--- EXERCISE INPUTS ---

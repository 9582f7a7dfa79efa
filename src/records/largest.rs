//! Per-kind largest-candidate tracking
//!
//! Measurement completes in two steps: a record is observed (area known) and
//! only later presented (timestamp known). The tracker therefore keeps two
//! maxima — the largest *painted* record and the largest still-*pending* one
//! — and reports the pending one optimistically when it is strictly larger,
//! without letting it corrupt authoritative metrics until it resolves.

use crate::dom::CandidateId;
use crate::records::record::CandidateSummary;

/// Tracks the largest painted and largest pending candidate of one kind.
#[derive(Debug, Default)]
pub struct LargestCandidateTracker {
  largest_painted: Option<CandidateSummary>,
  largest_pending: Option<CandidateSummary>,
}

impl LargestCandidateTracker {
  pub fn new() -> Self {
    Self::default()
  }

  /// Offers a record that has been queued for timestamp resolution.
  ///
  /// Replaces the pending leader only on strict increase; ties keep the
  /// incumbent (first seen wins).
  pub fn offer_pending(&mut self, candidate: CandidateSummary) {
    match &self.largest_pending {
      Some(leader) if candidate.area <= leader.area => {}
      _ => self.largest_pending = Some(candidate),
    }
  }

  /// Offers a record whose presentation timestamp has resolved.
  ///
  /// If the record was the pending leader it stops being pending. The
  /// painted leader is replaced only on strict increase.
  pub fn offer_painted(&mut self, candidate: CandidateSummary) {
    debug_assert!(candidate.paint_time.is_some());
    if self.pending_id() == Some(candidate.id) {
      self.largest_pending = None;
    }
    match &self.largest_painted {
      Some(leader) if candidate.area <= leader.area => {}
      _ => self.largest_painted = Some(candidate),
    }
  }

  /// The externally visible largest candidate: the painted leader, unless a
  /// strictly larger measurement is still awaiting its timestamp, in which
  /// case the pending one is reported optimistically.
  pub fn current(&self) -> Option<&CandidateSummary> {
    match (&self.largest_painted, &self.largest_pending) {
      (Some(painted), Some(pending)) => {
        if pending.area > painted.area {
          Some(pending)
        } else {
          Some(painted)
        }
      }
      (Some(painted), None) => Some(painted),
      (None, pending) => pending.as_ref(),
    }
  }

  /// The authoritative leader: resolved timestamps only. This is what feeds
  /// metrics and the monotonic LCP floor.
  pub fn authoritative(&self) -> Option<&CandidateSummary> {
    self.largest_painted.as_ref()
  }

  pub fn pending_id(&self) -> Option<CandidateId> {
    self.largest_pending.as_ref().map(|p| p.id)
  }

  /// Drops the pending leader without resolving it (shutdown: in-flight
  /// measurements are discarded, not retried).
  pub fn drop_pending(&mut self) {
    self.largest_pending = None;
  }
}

---
--- EXERCISE INPUTS ---

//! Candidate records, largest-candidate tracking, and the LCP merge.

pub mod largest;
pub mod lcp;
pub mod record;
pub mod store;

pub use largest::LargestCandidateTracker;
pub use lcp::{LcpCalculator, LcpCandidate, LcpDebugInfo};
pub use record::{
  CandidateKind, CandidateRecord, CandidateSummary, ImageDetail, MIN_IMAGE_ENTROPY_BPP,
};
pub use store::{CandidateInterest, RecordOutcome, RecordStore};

---
--- EXERCISE INPUTS ---

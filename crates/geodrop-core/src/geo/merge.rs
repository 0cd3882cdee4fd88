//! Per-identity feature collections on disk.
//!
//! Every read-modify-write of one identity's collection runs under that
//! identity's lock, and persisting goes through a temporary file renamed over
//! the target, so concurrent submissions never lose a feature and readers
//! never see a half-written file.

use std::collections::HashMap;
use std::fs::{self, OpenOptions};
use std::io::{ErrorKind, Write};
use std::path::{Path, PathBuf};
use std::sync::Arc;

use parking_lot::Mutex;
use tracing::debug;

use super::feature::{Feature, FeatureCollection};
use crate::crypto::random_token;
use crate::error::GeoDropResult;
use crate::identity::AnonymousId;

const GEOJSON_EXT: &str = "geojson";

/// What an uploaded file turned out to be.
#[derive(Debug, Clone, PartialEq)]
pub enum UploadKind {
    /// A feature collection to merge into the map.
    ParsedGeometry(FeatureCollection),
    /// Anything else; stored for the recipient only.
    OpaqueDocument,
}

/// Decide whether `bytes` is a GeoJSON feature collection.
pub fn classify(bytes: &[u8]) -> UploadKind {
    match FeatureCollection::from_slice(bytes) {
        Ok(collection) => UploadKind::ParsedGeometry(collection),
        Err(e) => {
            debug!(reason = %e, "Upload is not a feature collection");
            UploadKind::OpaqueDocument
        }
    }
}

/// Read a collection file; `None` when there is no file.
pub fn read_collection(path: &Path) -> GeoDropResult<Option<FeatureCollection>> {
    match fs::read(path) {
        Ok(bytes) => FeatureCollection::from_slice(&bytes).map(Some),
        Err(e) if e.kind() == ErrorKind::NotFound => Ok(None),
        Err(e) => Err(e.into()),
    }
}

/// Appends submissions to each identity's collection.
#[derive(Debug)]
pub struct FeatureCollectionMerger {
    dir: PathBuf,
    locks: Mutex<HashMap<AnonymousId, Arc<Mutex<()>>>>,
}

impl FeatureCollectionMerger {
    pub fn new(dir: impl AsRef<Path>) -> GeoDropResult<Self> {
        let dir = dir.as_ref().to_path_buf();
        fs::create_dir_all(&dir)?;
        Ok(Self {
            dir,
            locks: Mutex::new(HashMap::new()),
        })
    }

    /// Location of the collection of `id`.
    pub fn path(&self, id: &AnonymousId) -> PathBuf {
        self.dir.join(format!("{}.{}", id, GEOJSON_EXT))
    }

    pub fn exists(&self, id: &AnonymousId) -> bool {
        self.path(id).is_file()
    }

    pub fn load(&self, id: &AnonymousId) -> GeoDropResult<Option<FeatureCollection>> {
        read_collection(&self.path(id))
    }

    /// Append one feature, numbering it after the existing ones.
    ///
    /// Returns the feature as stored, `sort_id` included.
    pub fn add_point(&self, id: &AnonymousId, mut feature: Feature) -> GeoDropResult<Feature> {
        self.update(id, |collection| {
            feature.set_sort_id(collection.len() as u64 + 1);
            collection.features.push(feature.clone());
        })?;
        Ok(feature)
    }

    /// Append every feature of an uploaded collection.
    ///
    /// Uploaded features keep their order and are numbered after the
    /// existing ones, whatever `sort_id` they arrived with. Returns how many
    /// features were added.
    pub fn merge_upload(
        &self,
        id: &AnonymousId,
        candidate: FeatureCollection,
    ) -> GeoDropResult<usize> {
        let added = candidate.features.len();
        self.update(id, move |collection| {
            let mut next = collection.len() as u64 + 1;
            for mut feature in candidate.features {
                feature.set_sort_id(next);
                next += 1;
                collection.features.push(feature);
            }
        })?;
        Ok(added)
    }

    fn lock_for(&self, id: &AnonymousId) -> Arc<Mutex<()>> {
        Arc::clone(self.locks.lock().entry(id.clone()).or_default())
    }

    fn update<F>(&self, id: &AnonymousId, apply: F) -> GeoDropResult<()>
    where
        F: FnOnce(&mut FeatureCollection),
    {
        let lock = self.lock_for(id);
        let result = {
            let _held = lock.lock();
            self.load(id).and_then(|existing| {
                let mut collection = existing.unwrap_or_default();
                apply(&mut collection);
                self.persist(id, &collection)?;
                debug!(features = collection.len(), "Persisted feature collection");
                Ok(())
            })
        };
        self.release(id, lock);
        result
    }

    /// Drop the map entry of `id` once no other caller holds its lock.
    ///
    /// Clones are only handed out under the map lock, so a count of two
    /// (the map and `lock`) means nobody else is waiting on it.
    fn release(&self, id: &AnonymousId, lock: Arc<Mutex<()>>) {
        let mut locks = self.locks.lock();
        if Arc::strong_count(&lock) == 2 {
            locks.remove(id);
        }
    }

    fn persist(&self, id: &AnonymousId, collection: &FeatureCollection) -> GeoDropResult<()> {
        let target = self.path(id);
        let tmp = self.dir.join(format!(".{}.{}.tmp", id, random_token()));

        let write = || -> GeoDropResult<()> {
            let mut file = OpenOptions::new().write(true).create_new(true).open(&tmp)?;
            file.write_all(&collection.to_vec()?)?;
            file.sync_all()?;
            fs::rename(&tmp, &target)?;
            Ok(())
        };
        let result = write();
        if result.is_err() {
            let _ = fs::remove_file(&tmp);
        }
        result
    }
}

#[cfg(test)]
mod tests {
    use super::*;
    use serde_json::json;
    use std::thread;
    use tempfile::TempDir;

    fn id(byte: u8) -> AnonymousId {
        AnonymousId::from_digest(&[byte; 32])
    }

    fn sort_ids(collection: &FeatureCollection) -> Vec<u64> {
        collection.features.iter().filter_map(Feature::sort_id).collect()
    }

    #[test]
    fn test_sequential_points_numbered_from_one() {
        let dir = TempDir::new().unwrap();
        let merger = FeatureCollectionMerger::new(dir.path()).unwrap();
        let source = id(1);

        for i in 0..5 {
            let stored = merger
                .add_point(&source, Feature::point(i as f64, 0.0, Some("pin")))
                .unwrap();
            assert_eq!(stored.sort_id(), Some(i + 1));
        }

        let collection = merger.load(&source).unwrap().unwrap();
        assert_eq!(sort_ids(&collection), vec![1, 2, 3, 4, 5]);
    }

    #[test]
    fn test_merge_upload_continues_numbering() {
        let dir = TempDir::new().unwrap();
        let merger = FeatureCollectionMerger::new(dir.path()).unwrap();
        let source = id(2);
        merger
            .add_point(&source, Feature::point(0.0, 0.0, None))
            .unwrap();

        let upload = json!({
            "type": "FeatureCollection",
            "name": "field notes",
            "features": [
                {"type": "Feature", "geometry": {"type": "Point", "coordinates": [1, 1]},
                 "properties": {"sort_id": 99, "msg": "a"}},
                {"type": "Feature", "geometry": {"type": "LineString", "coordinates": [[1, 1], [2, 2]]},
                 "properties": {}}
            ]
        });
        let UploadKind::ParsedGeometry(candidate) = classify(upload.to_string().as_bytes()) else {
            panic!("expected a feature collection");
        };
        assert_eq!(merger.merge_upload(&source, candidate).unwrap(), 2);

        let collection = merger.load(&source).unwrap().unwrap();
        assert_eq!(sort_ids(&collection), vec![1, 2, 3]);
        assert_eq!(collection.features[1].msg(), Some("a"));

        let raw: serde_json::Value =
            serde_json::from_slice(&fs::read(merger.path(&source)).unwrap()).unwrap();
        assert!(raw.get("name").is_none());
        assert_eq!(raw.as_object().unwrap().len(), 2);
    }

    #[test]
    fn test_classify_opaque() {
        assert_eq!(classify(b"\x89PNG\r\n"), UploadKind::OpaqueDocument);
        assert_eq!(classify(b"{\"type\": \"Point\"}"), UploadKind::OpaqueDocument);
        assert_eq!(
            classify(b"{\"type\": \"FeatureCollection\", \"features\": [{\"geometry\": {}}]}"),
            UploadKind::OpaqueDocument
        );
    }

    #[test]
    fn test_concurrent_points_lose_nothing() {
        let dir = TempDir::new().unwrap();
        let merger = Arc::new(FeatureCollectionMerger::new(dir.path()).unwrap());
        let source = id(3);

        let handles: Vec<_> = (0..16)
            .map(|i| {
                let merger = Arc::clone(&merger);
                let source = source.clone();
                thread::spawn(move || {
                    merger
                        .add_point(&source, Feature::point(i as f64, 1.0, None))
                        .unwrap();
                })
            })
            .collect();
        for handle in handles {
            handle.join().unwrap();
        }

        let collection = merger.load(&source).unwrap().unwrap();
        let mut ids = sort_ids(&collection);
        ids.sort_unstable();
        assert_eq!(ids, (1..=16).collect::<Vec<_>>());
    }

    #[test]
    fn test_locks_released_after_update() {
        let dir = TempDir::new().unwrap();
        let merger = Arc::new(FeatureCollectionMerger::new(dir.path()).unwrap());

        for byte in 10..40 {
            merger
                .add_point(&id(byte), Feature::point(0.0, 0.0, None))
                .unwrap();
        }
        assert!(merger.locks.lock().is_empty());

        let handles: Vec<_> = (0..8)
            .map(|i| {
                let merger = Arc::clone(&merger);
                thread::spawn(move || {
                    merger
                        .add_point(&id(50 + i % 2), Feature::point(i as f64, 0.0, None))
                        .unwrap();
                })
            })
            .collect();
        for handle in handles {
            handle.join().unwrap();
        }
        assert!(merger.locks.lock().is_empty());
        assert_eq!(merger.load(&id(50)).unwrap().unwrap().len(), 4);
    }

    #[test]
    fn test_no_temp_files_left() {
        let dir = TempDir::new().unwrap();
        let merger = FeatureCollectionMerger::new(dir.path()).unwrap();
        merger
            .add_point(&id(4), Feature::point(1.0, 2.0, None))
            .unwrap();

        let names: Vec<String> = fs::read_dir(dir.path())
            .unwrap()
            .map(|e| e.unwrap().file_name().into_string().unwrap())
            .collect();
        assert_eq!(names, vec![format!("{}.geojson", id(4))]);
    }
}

---

WHAT YOU HAVE TO DO. Beginning with the line that has "repository 9582f7a7dfa79efa" and ending with the line that has "timestamp, in which", set down the lines above exactly and include no others.

ANSWER BOX.
repository 9582f7a7dfa79efa
filename src/records/largest.rs
//! Per-kind largest-candidate tracking
//!
//! Measurement completes in two steps: a record is observed (area known) and
//! only later presented (timestamp known). The tracker therefore keeps two
//! maxima — the largest *painted* record and the largest still-*pending* one
//! — and reports the pending one optimistically when it is strictly larger,
//! without letting it corrupt authoritative metrics until it resolves.

use crate::dom::CandidateId;
use crate::records::record::CandidateSummary;

/// Tracks the largest painted and largest pending candidate of one kind.
#[derive(Debug, Default)]
pub struct LargestCandidateTracker {
  largest_painted: Option<CandidateSummary>,
  largest_pending: Option<CandidateSummary>,
}

impl LargestCandidateTracker {
  pub fn new() -> Self {
    Self::default()
  }

  /// Offers a record that has been queued for timestamp resolution.
  ///
  /// Replaces the pending leader only on strict increase; ties keep the
  /// incumbent (first seen wins).
  pub fn offer_pending(&mut self, candidate: CandidateSummary) {
    match &self.largest_pending {
      Some(leader) if candidate.area <= leader.area => {}
      _ => self.largest_pending = Some(candidate),
    }
  }

  /// Offers a record whose presentation timestamp has resolved.
  ///
  /// If the record was the pending leader it stops being pending. The
  /// painted leader is replaced only on strict increase.
  pub fn offer_painted(&mut self, candidate: CandidateSummary) {
    debug_assert!(candidate.paint_time.is_some());
    if self.pending_id() == Some(candidate.id) {
      self.largest_pending = None;
    }
    match &self.largest_painted {
      Some(leader) if candidate.area <= leader.area => {}
      _ => self.largest_painted = Some(candidate),
    }
  }

  /// The externally visible largest candidate: the painted leader, unless a
  /// strictly larger measurement is still awaiting its timestamp, in which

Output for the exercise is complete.